Mahmoud Tighnavard

Personal information
- Date of birth: September 7, 1983 (age 41)
- Place of birth: Tehran, Iran
- Position(s): Midfielder

Team information
- Current team: Baadraan Tehran
- Number: 10

Senior career*
- Years: Team / Apps / (Gls)
- 2009–2011: Iranjavan / 19 / (0)
- 2011–2013: Aluminum Hormozgan / 29 / (1)
- 2013: Mes Kerman / 13 / (0)
- 2013–2014: Esteghlal Khuzestan / 12 / (1)
- 2014–2015: Naft Masjed Soleyman / 15 / (0)
- 2015–2016: Sanat Naft
- 2016–: Baderan Tehran / 0 / (0)

= Mahmoud Tighnavard =

Iranian footballer

Mahmoud Tighnavard is a defensive midfielder, he started his career with Iranjavan he currently plays for Baadraan Tehran.
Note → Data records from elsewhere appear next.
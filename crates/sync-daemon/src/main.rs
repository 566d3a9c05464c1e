//! sync-daemon: Headless sync client for a notes workspace.
//!
//! Uses the same sync-core as the desktop app, but runs as a native
//! binary: it watches a workspace directory and keeps it in sync with
//! the remote store.

use anyhow::{Result, bail};
use base64::Engine as _;
use base64::engine::general_purpose::STANDARD as BASE64;
use clap::{Parser, Subcommand};
use std::io::Write as _;
use std::path::{Path, PathBuf};
use std::sync::Arc;
use std::time::Duration;
use tokio::time::MissedTickBehavior;
use tracing::{debug, info, warn};
use tracing_subscriber::EnvFilter;

use sync_daemon::native_fs::NativeFs;
use sync_daemon::watcher::{FileEventKind, WorkspaceWatcher};

use sync_core::auth::AuthService;
use sync_core::config::{JsonFileStore, SyncSettings};
use sync_core::device::DeviceManager;
use sync_core::encryption::derive_workspace_salt;
use sync_core::events::SyncState;
use sync_core::manager::{SyncManager, SyncOutcome};
use sync_core::remote::HttpRemoteStore;
use sync_core::tokens::TokenManager;

/// Engine state lives next to the index, inside the workspace.
const CONFIG_RELATIVE: &str = ".sync/config.json";

/// Floor for the periodic cycle, so a mangled config cannot hot-loop.
const MIN_INTERVAL_SECS: u64 = 5;

#[derive(Parser, Debug)]
#[command(name = "sync-daemon")]
#[command(about = "Encrypted workspace sync daemon")]
struct Cli {
    /// Path to the workspace directory
    #[arg(short, long, default_value = ".")]
    workspace: PathBuf,

    /// Enable verbose logging
    #[arg(long)]
    verbose: bool,

    #[command(subcommand)]
    command: Command,
}

#[derive(Subcommand, Debug)]
enum Command {
    /// Watch the workspace and sync continuously
    Run,
    /// Run a single sync cycle and exit
    Sync,
    /// Log in and enable sync for this workspace
    Login {
        #[arg(long)]
        email: String,
        /// Server URL (defaults to the configured one)
        #[arg(long)]
        server: Option<String>,
        /// Password (prompted when omitted)
        #[arg(long)]
        password: Option<String>,
    },
    /// Create an account
    Register {
        #[arg(long)]
        email: String,
        #[arg(long)]
        server: Option<String>,
        #[arg(long)]
        password: Option<String>,
    },
    /// End the session on this device
    Logout,
    /// Re-enter the sync password to restore the content key
    Unlock {
        #[arg(long)]
        password: Option<String>,
    },
    /// Show sync state, pending work, and unresolved conflicts
    Status,
    /// Inspect or prune devices known to this account
    Devices {
        #[command(subcommand)]
        command: DevicesCommand,
    },
}

#[derive(Subcommand, Debug)]
enum DevicesCommand {
    /// List devices seen on this account
    List,
    /// Drop a device from the local registry
    Revoke { id: String },
}

type Store = Arc<JsonFileStore>;
type Remote = Arc<HttpRemoteStore>;
type Manager = SyncManager<Arc<NativeFs>, Store, Remote>;

/// Fully wired engine for one workspace.
struct Engine {
    root: PathBuf,
    store: Store,
    remote: Remote,
    tokens: Arc<TokenManager<Store, Remote>>,
    manager: Manager,
}

fn open_store(workspace: &Path) -> Result<Store> {
    Ok(Arc::new(JsonFileStore::open(workspace.join(CONFIG_RELATIVE))?))
}

async fn build_engine(workspace: &Path) -> Result<Engine> {
    let root = workspace
        .canonicalize()
        .unwrap_or_else(|_| workspace.to_path_buf());
    let store = open_store(&root)?;
    let settings = SyncSettings::load(&store);
    let remote = Arc::new(HttpRemoteStore::new(&settings.server_url)?);
    let tokens = Arc::new(TokenManager::new(Arc::clone(&store), Arc::clone(&remote)));
    let fs = Arc::new(NativeFs::new(root.clone()));

    let manager = SyncManager::init(fs, Arc::clone(&store), Arc::clone(&remote), Arc::clone(&tokens))
        .await?;

    Ok(Engine {
        root,
        store,
        remote,
        tokens,
        manager,
    })
}

/// Use the flag value when given, otherwise prompt on stdin.
fn resolve_password(flag: Option<String>, label: &str) -> Result<String> {
    if let Some(password) = flag {
        return Ok(password);
    }
    print!("{label}: ");
    std::io::stdout().flush()?;
    let mut line = String::new();
    std::io::stdin().read_line(&mut line)?;
    Ok(line.trim_end_matches(['\r', '\n']).to_string())
}

#[tokio::main]
async fn main() -> Result<()> {
    let cli = Cli::parse();

    // Respects RUST_LOG, defaults to info (or debug with --verbose).
    let default_filter = if cli.verbose {
        "debug,sync_daemon=debug"
    } else {
        "info,sync_daemon=info"
    };
    let filter =
        EnvFilter::try_from_default_env().unwrap_or_else(|_| EnvFilter::new(default_filter));
    tracing_subscriber::fmt().with_env_filter(filter).init();

    match cli.command {
        Command::Run => cmd_run(&cli.workspace).await,
        Command::Sync => cmd_sync(&cli.workspace).await,
        Command::Login {
            email,
            server,
            password,
        } => cmd_login(&cli.workspace, &email, server, password).await,
        Command::Register {
            email,
            server,
            password,
        } => cmd_register(&cli.workspace, &email, server, password).await,
        Command::Logout => cmd_logout(&cli.workspace).await,
        Command::Unlock { password } => cmd_unlock(&cli.workspace, password).await,
        Command::Status => cmd_status(&cli.workspace).await,
        Command::Devices { command } => cmd_devices(&cli.workspace, command),
    }
}

async fn cmd_run(workspace: &Path) -> Result<()> {
    let engine = build_engine(workspace).await?;
    let manager = engine.manager;

    match manager.start() {
        SyncState::Disabled => {
            bail!("sync is not enabled for this workspace; run `sync-daemon login` first")
        }
        SyncState::LoggedOut => {
            bail!("no session on this device; run `sync-daemon login`")
        }
        SyncState::Locked => {
            warn!("workspace is locked; run `sync-daemon unlock` to resume");
        }
        _ => {}
    }

    let settings = SyncSettings::load(&engine.store);
    let mut watcher = WorkspaceWatcher::new(engine.root.clone())?;
    info!("Watching {:?}", watcher.root());
    info!("Daemon running. Press Ctrl+C to stop.");

    let mut interval = tokio::time::interval(Duration::from_secs(
        settings.sync_interval_secs.max(MIN_INTERVAL_SECS),
    ));
    interval.set_missed_tick_behavior(MissedTickBehavior::Delay);

    loop {
        tokio::select! {
            // Periodic cycle; the first tick fires immediately.
            _ = interval.tick() => {
                run_sync(&manager).await;
            }

            Some(event) = watcher.event_rx().recv() => {
                if manager.consume_sync_write(&event.path) {
                    debug!(path = %event.path, "own write echoed back; ignoring");
                } else {
                    if event.kind == FileEventKind::Modified {
                        manager.mark_edited(&event.path);
                    }
                    run_sync(&manager).await;
                }
            }

            _ = tokio::signal::ctrl_c() => {
                info!("Shutdown signal received");
                manager.cancel_token().cancel();
                break;
            }
        }
    }

    info!("Shutting down");
    Ok(())
}

/// Trigger a cycle and log anything that needs the user's attention.
/// Cycle summaries are logged by the engine itself.
async fn run_sync(manager: &Manager) {
    match manager.sync_now().await {
        Ok(SyncOutcome::Completed(_)) | Ok(SyncOutcome::Coalesced) => {}
        Ok(SyncOutcome::Offline) => info!("Server unreachable; will retry"),
        Ok(SyncOutcome::Locked) => warn!("Workspace locked; run `sync-daemon unlock`"),
        Ok(SyncOutcome::LoggedOut) => warn!("Session ended; run `sync-daemon login`"),
        Ok(SyncOutcome::Disabled) => warn!("Sync disabled in settings"),
        Ok(SyncOutcome::Cancelled(_)) => info!("Sync cancelled"),
        Err(e) => tracing::error!("Sync failed: {e}"),
    }
}

async fn cmd_sync(workspace: &Path) -> Result<()> {
    let engine = build_engine(workspace).await?;
    engine.manager.start();

    match engine.manager.sync_now().await? {
        SyncOutcome::Completed(report) => {
            println!(
                "Sync complete: {} pushed, {} pulled, {} deleted here, {} deleted remotely, {} conflicts",
                report.pushed,
                report.pulled,
                report.deleted_local,
                report.deleted_remote,
                report.conflicts
            );
            if !report.is_clean() {
                println!(
                    "  ({} skipped, {} failed and will retry, {} deferred)",
                    report.skipped, report.failed_retryable, report.deferred
                );
            }
        }
        SyncOutcome::Offline => println!("Server unreachable; changes will sync later."),
        SyncOutcome::Locked => println!("Workspace locked; run `sync-daemon unlock`."),
        SyncOutcome::LoggedOut => println!("No usable session; run `sync-daemon login`."),
        SyncOutcome::Disabled => println!("Sync is not enabled; run `sync-daemon login`."),
        SyncOutcome::Coalesced => println!("A sync is already running."),
        SyncOutcome::Cancelled(_) => println!("Sync was cancelled."),
    }
    Ok(())
}

async fn cmd_login(
    workspace: &Path,
    email: &str,
    server: Option<String>,
    password: Option<String>,
) -> Result<()> {
    let store = open_store(workspace)?;
    let mut settings = SyncSettings::load(&store);
    if let Some(server) = server {
        settings.server_url = server;
    }
    settings.email = Some(email.to_string());
    if settings.workspace_salt.is_none() {
        // Derived from the email, so every device lands on the same salt
        // without an exchange step.
        settings.workspace_salt = Some(BASE64.encode(derive_workspace_salt(email)));
    }
    settings.enabled = true;
    settings.save(&store)?;

    let password = resolve_password(password, "Password")?;
    let remote = Arc::new(HttpRemoteStore::new(&settings.server_url)?);
    let tokens = Arc::new(TokenManager::new(Arc::clone(&store), Arc::clone(&remote)));
    let auth = AuthService::new(Arc::clone(&store), remote, tokens);
    auth.login(email, &password, true).await?;

    println!("Logged in as {email}. Sync is enabled for this workspace.");
    Ok(())
}

async fn cmd_register(
    workspace: &Path,
    email: &str,
    server: Option<String>,
    password: Option<String>,
) -> Result<()> {
    let store = open_store(workspace)?;
    let settings = SyncSettings::load(&store);
    let server_url = server.unwrap_or(settings.server_url);

    let password = resolve_password(password, "Choose a password")?;
    let remote = Arc::new(HttpRemoteStore::new(&server_url)?);
    let tokens = Arc::new(TokenManager::new(Arc::clone(&store), Arc::clone(&remote)));
    let auth = AuthService::new(Arc::clone(&store), remote, tokens);
    auth.register(email, &password).await?;

    println!("Account created for {email}. Run `sync-daemon login --email {email}` to start syncing.");
    Ok(())
}

async fn cmd_logout(workspace: &Path) -> Result<()> {
    let engine = build_engine(workspace).await?;
    let auth = AuthService::new(
        Arc::clone(&engine.store),
        Arc::clone(&engine.remote),
        Arc::clone(&engine.tokens),
    );
    auth.logout().await?;
    println!("Logged out. Local notes are untouched.");
    Ok(())
}

async fn cmd_unlock(workspace: &Path, password: Option<String>) -> Result<()> {
    let engine = build_engine(workspace).await?;
    let password = resolve_password(password, "Password")?;

    match engine.manager.unlock(&password) {
        SyncState::Idle => println!("Unlocked. Sync will resume on the next cycle."),
        SyncState::LoggedOut => println!("Unlocked, but no session; run `sync-daemon login`."),
        state => println!("Could not unlock (state: {state})."),
    }
    Ok(())
}

async fn cmd_status(workspace: &Path) -> Result<()> {
    let engine = build_engine(workspace).await?;
    let state = engine.manager.start();
    let settings = SyncSettings::load(&engine.store);

    println!("State:    {state}");
    println!("Server:   {}", settings.server_url);
    println!(
        "Account:  {}",
        settings.email.as_deref().unwrap_or("(not logged in)")
    );

    let devices = DeviceManager::new(Arc::clone(&engine.store));
    let device = devices.current_device()?;
    println!("Device:   {} ({})", device.display_name, device.id);

    let db = engine.manager.database();
    if let Some(cursor) = db.cursor().await {
        println!("Cursor:   {cursor}");
    }

    let dirty = db.list_dirty().await?;
    println!(
        "Pending:  {} modified, {} new, {} deleted",
        dirty.modified.len(),
        dirty.created.len(),
        dirty.missing.len()
    );

    let conflicts = db.conflicts().await;
    if !conflicts.is_empty() {
        println!("Unresolved conflicts:");
        for conflict in conflicts {
            println!(
                "  {} (detected {})",
                conflict.relative_path, conflict.detected_at
            );
        }
    }
    Ok(())
}

fn cmd_devices(workspace: &Path, command: DevicesCommand) -> Result<()> {
    let store = open_store(workspace)?;
    let devices = DeviceManager::new(Arc::clone(&store));

    match command {
        DevicesCommand::List => {
            let current = devices.current_device()?;
            println!("{} ({}) [this device]", current.display_name, current.id);
            for device in devices.list_known_devices()? {
                if device.id != current.id {
                    println!(
                        "{} ({}) last seen {}",
                        device.display_name, device.id, device.last_seen_at
                    );
                }
            }
        }
        DevicesCommand::Revoke { id } => {
            if devices.revoke_device(&id)? {
                println!("Device {id} removed from the local registry.");
            } else {
                println!("No known device with id {id}.");
            }
        }
    }
    Ok(())
}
The newly promoted team has high expectations, Mahmoud was one of the players that was in a transfer deal in Azadegan League.

==Mes Kerman==
Mahmoud Tighnavard was used for Mes Kerman in 2013–2014 season in Iran Pro League. He played 13 games with 5 losses and 8 draws which was not good, Mes Kerman relegated the league.

==Naft Masjed Soleyman==
He got transferred to Naft in 2014. He played his first game against Rah Ahan with a 2-2 draw.